Accidentally Deleted

An engineer, tired and debugging a replication issue at 11pm, ran rm -rf on the production primary database directory instead of the replica. Five of six backup methods were later discovered to have been silently failing for months. Lost 6 hours of user data.

Operator errorBackups failing silentlyData lossLive-streamed recovery

TL;DR

Spam attack made GitLab.com slow. An engineer debugging replication ran rm -rf on what they thought was the replica's data directory — it was the primary's. The moment they realized, they tried restoring from backups. Five of six backup systems had silently been broken for months; no one knew. The one working backup was 6 hours old. GitLab restored from that, publicly live-streaming the recovery to their credit. ~5,000 projects, ~5,000 comments, ~700 new users lost.

Timeline

Evening Jan 31 — GitLab.com under spam attack causing replication lag. Engineer decides to manually reset the replica and re-sync from primary.
23:00 UTC — Engineer, on production console for primary DB (db1.cluster.gitlab.com) believing they're on the replica, runs rm -rf /var/opt/gitlab/postgresql/data.
23:00:01 UTC — Realizes mistake ~1 second later. Only ~4.5 GB of ~300 GB remaining. Stops the rm.
23:00–00:00 UTC — Attempted restore from LVM snapshots — not in use. From pg_dump cron — empty files from a months-old bug. From S3 snapshots — S3 bucket empty. From Azure disk snapshots — never enabled.
~00:30 UTC — Discover a 6-hour-old snapshot of the staging database that was made by a lucky coincidence. This is the only usable restore.
00:30 UTC Feb 1 → 18:00 UTC — GitLab public live-streams the recovery on YouTube. Transparent throughout.
~18:00 UTC Feb 1 — Service restored from 6-hour-old snapshot. ~18 hours total outage.

Root cause

The trigger was human error — wrong terminal. The real root causes were the silently failing backups:

pg_dump produced zero-byte files because of a Postgres version mismatch no one noticed.
LVM snapshots were documented but never actually set up in production.
S3 snapshots were enabled but the bucket was configured with a lifecycle rule that expired them daily.
Azure disk snapshots weren't turned on for the DB disks.
Replication was the fifth "backup" — but replication copies deletes, so it's not a backup.

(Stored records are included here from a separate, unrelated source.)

//! # Streaming Speech Recognizer
//!
//! WebSocket client for a live transcription service. Audio goes up as binary
//! frames of 16-bit little-endian mono PCM; transcripts come back as JSON text
//! frames:
//!
//! ```json
//! {"type":"Results","is_final":true,"channel":{"alternatives":[{"transcript":"hello"}]}}
//! ```
//!
//! ## Tasks:
//! - **writer**: drains the outbound queue into the socket, in order
//! - **reader**: parses inbound frames into `RecognizerEvent`s
//!
//! `stop` queues a `CloseStream` control message so the service can flush its
//! last transcript, then the writer closes the socket.

use crate::audio::PcmChunk;
use crate::collaborators::{Recognizer, RecognizerEvent, RecognizerEvents};
use crate::config::RecognizerConfig;
use crate::error::RecognitionError;
use crate::session::SessionId;
use async_trait::async_trait;
use futures_util::{SinkExt, StreamExt};
use serde::Deserialize;
use std::sync::Mutex;
use tokio::sync::mpsc;
use tokio_tungstenite::tungstenite::client::IntoClientRequest;
use tokio_tungstenite::tungstenite::http::HeaderValue;
use tokio_tungstenite::tungstenite::Message;
use tracing::{debug, error, info, warn};

const CLOSE_STREAM: &str = r#"{"type":"CloseStream"}"#;

enum Outbound {
    Audio(PcmChunk),
    Close,
}

pub struct StreamingRecognizer {
    session_id: SessionId,
    config: RecognizerConfig,
    sample_rate: u32,
    outbound: Mutex<Option<mpsc::UnboundedSender<Outbound>>>,
}

#[derive(Deserialize)]
struct ResultsMessage {
    #[serde(rename = "type")]
    kind: String,
    #[serde(default)]
    is_final: bool,
    channel: Option<ResultsChannel>,
}

#[derive(Deserialize)]
struct ResultsChannel {
    #[serde(default)]
    alternatives: Vec<Alternative>,
}

#[derive(Deserialize)]
struct Alternative {
    #[serde(default)]
    transcript: String,
}

impl StreamingRecognizer {
    pub fn new(session_id: SessionId, config: RecognizerConfig, sample_rate: u32) -> Self {
        Self {
            session_id,
            config,
            sample_rate,
            outbound: Mutex::new(None),
        }
    }

    fn listen_url(&self) -> Result<reqwest::Url, RecognitionError> {
        let mut url = reqwest::Url::parse(&self.config.url)
            .map_err(|e| RecognitionError::Connect(format!("invalid url: {}", e)))?;
        url.query_pairs_mut()
            .append_pair("model", &self.config.model)
            .append_pair("language", &self.config.language)
            .append_pair("encoding", "linear16")
            .append_pair("sample_rate", &self.sample_rate.to_string())
            .append_pair("channels", "1")
            .append_pair("interim_results", &self.config.interim_results.to_string())
            .append_pair("endpointing", &self.config.endpointing_ms.to_string())
            .append_pair("smart_format", "true");
        Ok(url)
    }

    fn outbound(&self) -> std::sync::MutexGuard<'_, Option<mpsc::UnboundedSender<Outbound>>> {
        self.outbound
            .lock()
            .unwrap_or_else(|poisoned| poisoned.into_inner())
    }
}

#[async_trait]
impl Recognizer for StreamingRecognizer {
    async fn start(&self, events: RecognizerEvents) -> Result<(), RecognitionError> {
        let mut request = self
            .listen_url()?
            .as_str()
            .into_client_request()
            .map_err(|e| RecognitionError::Connect(e.to_string()))?;
        let auth = HeaderValue::from_str(&format!("Token {}", self.config.api_key))
            .map_err(|e| RecognitionError::Connect(e.to_string()))?;
        request.headers_mut().insert("Authorization", auth);

        let (socket, _) = tokio_tungstenite::connect_async(request)
            .await
            .map_err(|e| RecognitionError::Connect(e.to_string()))?;
        info!(session_id = %self.session_id, "Recognizer connected");

        let (mut sink, mut frames) = socket.split();
        let (outbound_tx, mut outbound_rx) = mpsc::unbounded_channel();

        let session_id = self.session_id.clone();
        tokio::spawn(async move {
            while let Some(outbound) = outbound_rx.recv().await {
                let frame = match outbound {
                    Outbound::Audio(chunk) => Message::Binary(chunk),
                    Outbound::Close => Message::Text(CLOSE_STREAM.to_string()),
                };
                let closing = matches!(frame, Message::Text(_));
                if let Err(err) = sink.send(frame).await {
                    warn!(session_id = %session_id, error = %err, "Recognizer socket write failed");
                    break;
                }
                if closing {
                    break;
                }
            }
            let _ = sink.close().await;
            debug!(session_id = %session_id, "Recognizer writer stopped");
        });

        let session_id = self.session_id.clone();
        tokio::spawn(async move {
            while let Some(frame) = frames.next().await {
                match frame {
                    Ok(Message::Text(text)) => {
                        if let Some(event) = parse_results(&text) {
                            if events.send(event).is_err() {
                                break;
                            }
                        }
                    }
                    Ok(Message::Close(_)) => break,
                    Ok(_) => {}
                    Err(err) => {
                        error!(session_id = %session_id, error = %err, "Recognizer socket failed");
                        let _ = events.send(RecognizerEvent::Error(RecognitionError::Stream(
                            err.to_string(),
                        )));
                        break;
                    }
                }
            }
            debug!(session_id = %session_id, "Recognizer reader stopped");
        });

        *self.outbound() = Some(outbound_tx);
        Ok(())
    }

    async fn send_audio(&self, chunk: PcmChunk) -> Result<(), RecognitionError> {
        match self.outbound().as_ref() {
            Some(outbound) => outbound
                .send(Outbound::Audio(chunk))
                .map_err(|_| RecognitionError::NotRunning),
            None => Err(RecognitionError::NotRunning),
        }
    }

    fn stop(&self) {
        if let Some(outbound) = self.outbound().take() {
            let _ = outbound.send(Outbound::Close);
            info!(session_id = %self.session_id, "Recognizer stopping");
        }
    }
}

/// Map one inbound text frame to an event. Non-transcript frames (metadata,
/// speech-started, utterance-end) and empty transcripts map to nothing.
fn parse_results(text: &str) -> Option<RecognizerEvent> {
    let message: ResultsMessage = match serde_json::from_str(text) {
        Ok(message) => message,
        Err(err) => {
            debug!(error = %err, "Ignoring unrecognized recognizer frame");
            return None;
        }
    };
    if message.kind != "Results" {
        return None;
    }

    let transcript = message
        .channel?
        .alternatives
        .into_iter()
        .next()?
        .transcript;
    if transcript.is_empty() {
        return None;
    }

    Some(if message.is_final {
        RecognizerEvent::Final(transcript)
    } else {
        RecognizerEvent::Partial(transcript)
    })
}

Nobody had tested a restore from any of these in months. If any one engineer had tried, the broken backups would have surfaced — but no one did.

Blast radius

~18 hours of downtime. 6 hours of user data permanently lost: ~5,000 projects created or updated, ~5,000 comments, ~700 new users. No compensation was possible for data loss other than apology + changes in process. Reputational impact was actually softened by the transparency of the live-streamed recovery — many in the community appreciated the openness.

Lessons

Backups that aren't tested are not backups. Automated periodic restore-and-verify is the only way to know. A dashboard of "time since last successful restore" per backup system is a must.
Replication is not a backup. It propagates deletes and corruption. Point-in-time recovery from WAL or explicit snapshots is what catches "oops I deleted it."
Dangerous commands need scripts with confirmations. "If I were going to delete 300 GB from a prod primary, what safeguards would I want?" should inform the answer. Tooling should surface "you are about to delete X TB of production data; type the hostname to confirm."
Prominent terminal identification on production. Bright color on prod, bold prompt showing host + role. Human brains fail at 11pm.

Concepts in play

Backup + restore — test the restore path, not the backup pipeline.
Replication — why replication is not backup.
Disaster recovery — RPO measured in hours reflects actual recovery capability, not promised.
Blast radius — destructive ops need guardrails.
Incident response — live-streaming the recovery was a masterclass in transparency.